Buruh di Jombang Demo Bawa Keranda Mayat

Demo di depan kantor Dinas Tenaga Kerja dan Transmigrasi (Disnakertrans) Jombang.

SURABAYAPAGI.COM, Jombang - Aksi unjuk rasa kembali terjadi di Jombang. Tepatnya di depan kantor Dinas Tenaga Kerja dan Transmigrasi (Disnakertrans).
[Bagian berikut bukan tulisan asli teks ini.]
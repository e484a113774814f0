//! Realistic sample data shared by `seed` (Postgres) and `demo` (in memory).

use anyhow::Context;
use chrono::NaiveDate;
use serde_json::json;
use uuid::Uuid;

use crate::models::{
    Entity, HomeworkStatus, HomeworkSubmission, ManualPriority, PerformanceRecord, RuleCategory,
    RuleDefinition, RuleScope, Severity,
};

#[derive(Debug, Clone, Default)]
pub struct Dataset {
    pub entities: Vec<Entity>,
    pub records: Vec<PerformanceRecord>,
    pub homework: Vec<HomeworkSubmission>,
    pub rules: Vec<RuleDefinition>,
    pub priorities: Vec<ManualPriority>,
}

const EXAMS: [(&str, u32, u32); 4] = [
    ("September Baseline", 9, 20),
    ("October Monthly", 10, 25),
    ("Midterm", 11, 20),
    ("December Monthly", 12, 18),
];

const SUBJECTS: [&str; 3] = ["math", "english", "science"];

pub fn sample_dataset() -> anyhow::Result<Dataset> {
    let students: [(&str, &str, &str, [[f64; 3]; 4]); 6] = [
        (
            "S1001",
            "Avery Lee",
            "Grade 7A",
            [[88.0, 91.0, 85.0], [86.0, 90.0, 87.0], [89.0, 88.0, 84.0], [87.0, 92.0, 86.0]],
        ),
        (
            "S1002",
            "Jules Moreno",
            "Grade 7A",
            [[55.0, 72.0, 64.0], [58.0, 70.0, 61.0], [50.0, 68.0, 57.0], [52.0, 66.0, 55.0]],
        ),
        (
            "S1003",
            "Kiara Patel",
            "Grade 7A",
            [[95.0, 93.0, 96.0], [90.0, 88.0, 91.0], [78.0, 80.0, 82.0], [64.0, 70.0, 66.0]],
        ),
        (
            "S1004",
            "Noah Kim",
            "Grade 7B",
            [[42.0, 38.0, 45.0], [35.0, 40.0, 33.0], [28.0, 36.0, 31.0], [25.0, 30.0, 27.0]],
        ),
        (
            "S1005",
            "Mia Okafor",
            "Grade 7B",
            [[82.0, 84.0, 80.0], [81.0, 85.0, 83.0], [83.0, 82.0, 81.0], [45.0, 50.0, 48.0]],
        ),
        (
            "S1006",
            "Leo Schmidt",
            "Grade 7B",
            [[76.0, 78.0, 74.0], [77.0, 75.0, 79.0], [78.0, 76.0, 77.0], [77.0, 79.0, 75.0]],
        ),
    ];

    let mut dataset = Dataset::default();

    for (entity_id, name, class_name, exams) in students.iter() {
        dataset.entities.push(Entity {
            entity_id: entity_id.to_string(),
            name: name.to_string(),
            class_name: class_name.to_string(),
        });

        for ((title, month, day), scores) in EXAMS.iter().zip(exams.iter()) {
            let assessment_date = NaiveDate::from_ymd_opt(2025, *month, *day).context("invalid date")?;
            for (subject, score) in SUBJECTS.iter().zip(scores.iter()) {
                dataset.records.push(PerformanceRecord {
                    entity_id: entity_id.to_string(),
                    subject: subject.to_string(),
                    score: *score,
                    assessment_date,
                    assessment_title: title.to_string(),
                    rank: None,
                });
            }
        }
    }

    let homework = [
        ("S1002", HomeworkStatus::Missing),
        ("S1002", HomeworkStatus::Late),
        ("S1002", HomeworkStatus::Missing),
        ("S1004", HomeworkStatus::Missing),
        ("S1004", HomeworkStatus::Missing),
        ("S1004", HomeworkStatus::Missing),
        ("S1006", HomeworkStatus::Late),
    ];
    for (index, (entity_id, status)) in homework.iter().enumerate() {
        dataset.homework.push(HomeworkSubmission {
            entity_id: entity_id.to_string(),
            homework_title: format!("Problem Set {}", index + 1),
            due_date: NaiveDate::from_ymd_opt(2025, 12, 1 + index as u32).context("invalid date")?,
            status: *status,
        });
    }

    dataset.rules = vec![
        rule(
            "3b4f8a52-5d0e-4c1f-9a57-0d6f0e1c2a01",
            "Three failing scores in a row",
            RuleCategory::Grade,
            Severity::High,
            100,
            json!({"type": "consecutive_fails", "times": 3, "score_threshold": 60}),
        )?,
        rule(
            "3b4f8a52-5d0e-4c1f-9a57-0d6f0e1c2a02",
            "Sustained grade decline",
            RuleCategory::Progress,
            Severity::High,
            90,
            json!({"type": "grade_decline", "decline_threshold": 30, "consecutive_count": 2}),
        )?,
        rule(
            "3b4f8a52-5d0e-4c1f-9a57-0d6f0e1c2a03",
            "Failed latest exam",
            RuleCategory::Grade,
            Severity::Medium,
            80,
            json!({"type": "exam_fail", "threshold": 40, "subject": "all"}),
        )?,
        rule(
            "3b4f8a52-5d0e-4c1f-9a57-0d6f0e1c2a04",
            "Homework defaults",
            RuleCategory::Homework,
            Severity::Medium,
            70,
            json!({"type": "homework_default", "count": 3, "include_late": true}),
        )?,
        rule(
            "3b4f8a52-5d0e-4c1f-9a57-0d6f0e1c2a05",
            "Composite risk model",
            RuleCategory::Composite,
            Severity::High,
            60,
            json!({"type": "ml_risk_prediction", "threshold": 60, "sensitivity": 0.8}),
        )?,
        rule(
            "3b4f8a52-5d0e-4c1f-9a57-0d6f0e1c2a06",
            "Sudden score change",
            RuleCategory::Composite,
            Severity::Medium,
            50,
            json!({"type": "ml_anomaly_detection", "z_threshold": 1.5, "sensitivity": 0.5}),
        )?,
        rule(
            "3b4f8a52-5d0e-4c1f-9a57-0d6f0e1c2a07",
            "Declining trend",
            RuleCategory::Progress,
            Severity::Medium,
            40,
            json!({"type": "ml_trend_analysis", "decline_rate": -10, "confidence_threshold": 0.8}),
        )?,
    ];

    let mut follow_up = ManualPriority::new(
        "S1006",
        Severity::Medium,
        Some("Family circumstances reported by homeroom teacher".to_string()),
    );
    follow_up.custom_tags = vec!["wellbeing".to_string()];
    follow_up.intervention_goals = vec!["Weekly check-in with counselor".to_string()];
    dataset.priorities.push(follow_up);

    let mut tutoring = ManualPriority::new(
        "S1004",
        Severity::High,
        Some("Enrolled in after-school tutoring".to_string()),
    );
    tutoring.custom_tags = vec!["tutoring".to_string()];
    tutoring.intervention_goals = vec!["Raise math average above 50".to_string()];
    dataset.priorities.push(tutoring);

    Ok(dataset)
}

fn rule(
    id: &str,
    name: &str,
    category: RuleCategory,
    severity: Severity,
    priority: i32,
    conditions: serde_json::Value,
) -> anyhow::Result<RuleDefinition> {
    Ok(RuleDefinition {
        id: Uuid::parse_str(id)?,
        name: name.to_string(),
        category,
        conditions,
        severity,
        scope: RuleScope::Global,
        priority,
        is_active: true,
    })
}
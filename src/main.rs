use std::path::PathBuf;
use std::sync::Arc;
use std::time::Duration;

use anyhow::Context;
use clap::{Args, Parser, Subcommand};
use sqlx::PgPool;
use tracing_subscriber::EnvFilter;
use uuid::Uuid;

mod catalog;
mod conditions;
mod config;
mod coordinator;
mod db;
mod error;
mod evaluator;
mod models;
mod priority;
mod report;
mod risk;
mod seed;
mod series;
mod server;
mod statistical;
mod store;
mod threshold;
mod writer;

use crate::conditions::RuleConditions;
use crate::config::{EngineConfig, ModelSettings, RetryPolicy};
use crate::coordinator::ExecutionCoordinator;
use crate::models::{
    ExecutionReport, ManualPriority, PriorityEntry, PriorityStatus, RuleCategory, RuleDefinition,
    RuleScope, Severity,
};
use crate::priority::{PriorityConsolidator, PriorityFilter};
use crate::risk::TimeRange;
use crate::store::{DataAccess, MemoryStore};

#[derive(Parser)]
#[command(name = "cohort-warning-engine")]
#[command(about = "Rule-driven early warning engine for student performance", long_about = None)]
struct Cli {
    #[command(flatten)]
    engine: EngineArgs,

    #[command(subcommand)]
    command: Commands,
}

#[derive(Args)]
struct EngineArgs {
    /// Rules evaluated in parallel
    #[arg(long, global = true, env = "ENGINE_CONCURRENCY", default_value_t = 4)]
    concurrency: usize,
    /// Wall-clock limit for one run
    #[arg(long, global = true, env = "ENGINE_RUN_TIMEOUT_SECS", default_value_t = 300)]
    run_timeout_secs: u64,
    /// Attempts per data access call inside a rule
    #[arg(long, global = true, env = "ENGINE_MAX_ATTEMPTS", default_value_t = 3)]
    max_attempts: u32,
    #[arg(long, global = true, env = "ENGINE_RETRY_BASE_MS", default_value_t = 100)]
    retry_base_ms: u64,
    /// JSON file with risk model and heuristic settings
    #[arg(long, global = true, env = "ENGINE_CONFIG")]
    config: Option<PathBuf>,
}

impl EngineArgs {
    fn engine_config(&self) -> anyhow::Result<EngineConfig> {
        if self.concurrency == 0 {
            anyhow::bail!("--concurrency must be at least 1");
        }
        if self.max_attempts == 0 {
            anyhow::bail!("--max-attempts must be at least 1");
        }
        let settings = ModelSettings::load(self.config.as_deref())?;
        Ok(EngineConfig {
            concurrency: self.concurrency,
            run_timeout: Duration::from_secs(self.run_timeout_secs),
            retry: RetryPolicy {
                max_attempts: self.max_attempts,
                base_delay: Duration::from_millis(self.retry_base_ms),
            },
            risk_model: settings.risk_model,
            heuristics: settings.heuristics,
        })
    }
}

#[derive(Subcommand)]
enum Commands {
    /// Create or upgrade the database schema
    InitDb,
    /// Load realistic seed data
    Seed,
    /// Import performance records from a CSV file
    Import {
        #[arg(long)]
        csv: PathBuf,
    },
    /// Register a warning rule
    AddRule {
        #[arg(long)]
        name: String,
        /// Condition JSON, e.g. '{"type":"exam_fail","threshold":60}'
        #[arg(long)]
        conditions: String,
        #[arg(long, default_value = "grade")]
        category: RuleCategory,
        #[arg(long, default_value = "medium")]
        severity: Severity,
        #[arg(long, default_value = "global")]
        scope: RuleScope,
        #[arg(long, default_value_t = 0)]
        priority: i32,
    },
    /// Evaluate every active rule once
    Execute {
        #[arg(long)]
        trigger: Option<String>,
    },
    /// Show the ranked follow-up list
    Priority {
        #[command(flatten)]
        filter: PriorityArgs,
    },
    /// Add a student to the follow-up list by hand
    AddPriority {
        #[arg(long)]
        entity_id: String,
        #[arg(long, default_value = "medium")]
        severity: Severity,
        #[arg(long)]
        reason: Option<String>,
        #[arg(long, value_delimiter = ',')]
        tags: Vec<String>,
        #[arg(long, value_delimiter = ',')]
        goals: Vec<String>,
        #[arg(long)]
        notes: Option<String>,
    },
    /// Pause, complete, cancel or reactivate a manual entry
    SetPriorityStatus {
        #[arg(long)]
        id: Uuid,
        #[arg(long)]
        status: PriorityStatus,
    },
    /// Resolve an active warning
    ResolveWarning {
        #[arg(long)]
        id: Uuid,
    },
    /// Generate a markdown report
    Report {
        #[arg(long, default_value = "report.md")]
        out: PathBuf,
        #[arg(long, default_value_t = 20)]
        limit: usize,
    },
    /// Serve the HTTP API
    Serve {
        #[arg(long, default_value = "127.0.0.1:8080")]
        addr: String,
    },
    /// Run the engine on the sample dataset in memory
    Demo,
}

#[derive(Args)]
struct PriorityArgs {
    #[arg(long, default_value_t = 20)]
    limit: usize,
    #[arg(long = "class", value_delimiter = ',')]
    class_names: Vec<String>,
    #[arg(long = "exam", value_delimiter = ',')]
    assessment_titles: Vec<String>,
    #[arg(long, default_value = "all")]
    range: TimeRange,
}

impl PriorityArgs {
    fn filter(&self) -> PriorityFilter {
        PriorityFilter {
            class_names: self.class_names.clone(),
            assessment_titles: self.assessment_titles.clone(),
            time_range: self.range,
        }
    }
}

async fn connect_pool() -> anyhow::Result<PgPool> {
    let database_url = std::env::var("DATABASE_URL")
        .context("DATABASE_URL must be set to a production Postgres instance")?;
    db::connect(&database_url).await
}

async fn connect_store() -> anyhow::Result<Arc<dyn DataAccess>> {
    Ok(Arc::new(db::PgStore::new(connect_pool().await?)))
}

fn print_execution(report: &ExecutionReport) {
    println!(
        "Execution {}: {} rules, {} matches, {} new warnings in {} ms.",
        report.execution_id,
        report.summary.total_rules,
        report.summary.matched_entities,
        report.summary.generated_warnings,
        report.summary.total_execution_time_ms
    );
    for result in report.results.iter() {
        match &result.error {
            Some(error) => println!("- rule {} failed: {}", result.rule_id, error),
            None => println!(
                "- rule {}: {} matched, {} new",
                result.rule_id,
                result.matched_entities.len(),
                result.generated_warnings
            ),
        }
    }
}

fn print_priorities(entries: &[PriorityEntry]) {
    if entries.is_empty() {
        println!("No students flagged for follow-up.");
        return;
    }

    println!("Priority follow-up list:");
    for entry in entries.iter() {
        println!(
            "- {} ({}) [{}] {} priority, risk {:.0}: {}",
            entry.entity_name.as_deref().unwrap_or(&entry.entity_id),
            entry.class_name.as_deref().unwrap_or("unknown class"),
            entry.provenance,
            entry.severity,
            entry.risk_score,
            entry.reason
        );
    }
}

#[tokio::main]
async fn main() -> anyhow::Result<()> {
    tracing_subscriber::fmt()
        .with_env_filter(EnvFilter::try_from_default_env().unwrap_or_else(|_| EnvFilter::new("info")))
        .with_writer(std::io::stderr)
        .init();

    let cli = Cli::parse();
    let engine = cli.engine.engine_config()?;

    match cli.command {
        Commands::InitDb => {
            db::init_db(&connect_pool().await?).await?;
            println!("Schema ready.");
        }
        Commands::Seed => {
            db::seed(&connect_pool().await?).await?;
            println!("Seed data inserted.");
        }
        Commands::Import { csv } => {
            let inserted = db::import_csv(&connect_pool().await?, &csv).await?;
            println!("Inserted {inserted} performance records from {}.", csv.display());
        }
        Commands::AddRule {
            name,
            conditions,
            category,
            severity,
            scope,
            priority,
        } => {
            let conditions: serde_json::Value =
                serde_json::from_str(&conditions).context("conditions must be valid JSON")?;
            RuleConditions::parse(&conditions)?;

            let rule = RuleDefinition {
                id: Uuid::new_v4(),
                name,
                category,
                conditions,
                severity,
                scope,
                priority,
                is_active: true,
            };
            connect_store().await?.insert_rule(&rule).await?;
            println!("Rule {} added ({}).", rule.id, rule.name);
        }
        Commands::Execute { trigger } => {
            let coordinator = ExecutionCoordinator::new(connect_store().await?, &engine);
            let report = coordinator
                .execute_all(Some(trigger.as_deref().unwrap_or("manual")))
                .await?;
            print_execution(&report);
        }
        Commands::Priority { filter } => {
            let consolidator = PriorityConsolidator::new(connect_store().await?, engine.heuristics);
            let entries = consolidator.priority_list(filter.limit, &filter.filter()).await?;
            print_priorities(&entries);
        }
        Commands::AddPriority {
            entity_id,
            severity,
            reason,
            tags,
            goals,
            notes,
        } => {
            let mut entry = ManualPriority::new(&entity_id, severity, reason);
            entry.custom_tags = tags;
            entry.intervention_goals = goals;
            entry.notes = notes;

            let consolidator = PriorityConsolidator::new(connect_store().await?, engine.heuristics);
            let entry = consolidator.add_priority_entry(entry).await?;
            println!("Priority entry {} added for {}.", entry.id, entry.entity_id);
        }
        Commands::SetPriorityStatus { id, status } => {
            let consolidator = PriorityConsolidator::new(connect_store().await?, engine.heuristics);
            if consolidator.set_priority_status(id, status).await? {
                println!("Priority entry {id} is now {status}.");
            } else {
                println!("No priority entry with id {id}.");
            }
        }
        Commands::ResolveWarning { id } => {
            if connect_store().await?.resolve_warning(id).await? {
                println!("Warning {id} resolved.");
            } else {
                println!("No active warning with id {id}.");
            }
        }
        Commands::Report { out, limit } => {
            let store = connect_store().await?;
            let consolidator = PriorityConsolidator::new(store.clone(), engine.heuristics);
            let priorities = consolidator
                .priority_list(limit, &PriorityFilter::default())
                .await?;
            let report = report::build_report(
                chrono::Utc::now().date_naive(),
                &store.active_warnings().await?,
                &store.active_rules().await?,
                &store.entities().await?,
                &priorities,
            );
            std::fs::write(&out, report)?;
            println!("Report written to {}.", out.display());
        }
        Commands::Serve { addr } => {
            let store = connect_store().await?;
            let state = server::AppState::new(
                ExecutionCoordinator::new(store.clone(), &engine),
                PriorityConsolidator::new(store, engine.heuristics.clone()),
            );
            let listener = tokio::net::TcpListener::bind(&addr)
                .await
                .with_context(|| format!("failed to bind {addr}"))?;
            tracing::info!(%addr, "listening");
            axum::serve(listener, server::build_router(state)).await?;
        }
        Commands::Demo => {
            let store: Arc<dyn DataAccess> = Arc::new(MemoryStore::with_dataset(seed::sample_dataset()?)?);
            let coordinator = ExecutionCoordinator::new(store.clone(), &engine);
            let report = coordinator.execute_all(Some("demo")).await?;
            print_execution(&report);

            println!();
            let consolidator = PriorityConsolidator::new(store.clone(), engine.heuristics);
            let entries = consolidator
                .priority_list(10, &PriorityFilter::default())
                .await?;
            print_priorities(&entries);
        }
    }

    Ok(())
}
Dalam aksi tersebut, massa yang terdiri dari puluhan buruh membawa atribut keranda mayat sebagai sindiran bagi pimpinan daerah setempat, bahwa rasa hati nurani mereka seolah sudah mati.

Koordinator Aksi dari serikat buruh PTP SBPJ-GSBI yang hari ini melakukan aksinya, Hadi Purnomo menuturkan, hingga saat ini pihaknya belum selesai menuntut adanya kenaikan UMK yang dengan mengambil momen hari HAM dunia.

“Ini tindak lanjut aksi kemarin, bertepatan dengan hari HAM ini, dalam aksi kami ada beberapa tuntutan. Yakni cabut Omnibus Law RUU Cipta Kerja, berikan upah layak sesuai kebutuhan riil buruh apalagi bahan pokok naik terus, pemerintah harus terapkan keadilan dan penegakan HAM, dan jalankan reformasi sejati,” tuturnya, Jum’at (10/12).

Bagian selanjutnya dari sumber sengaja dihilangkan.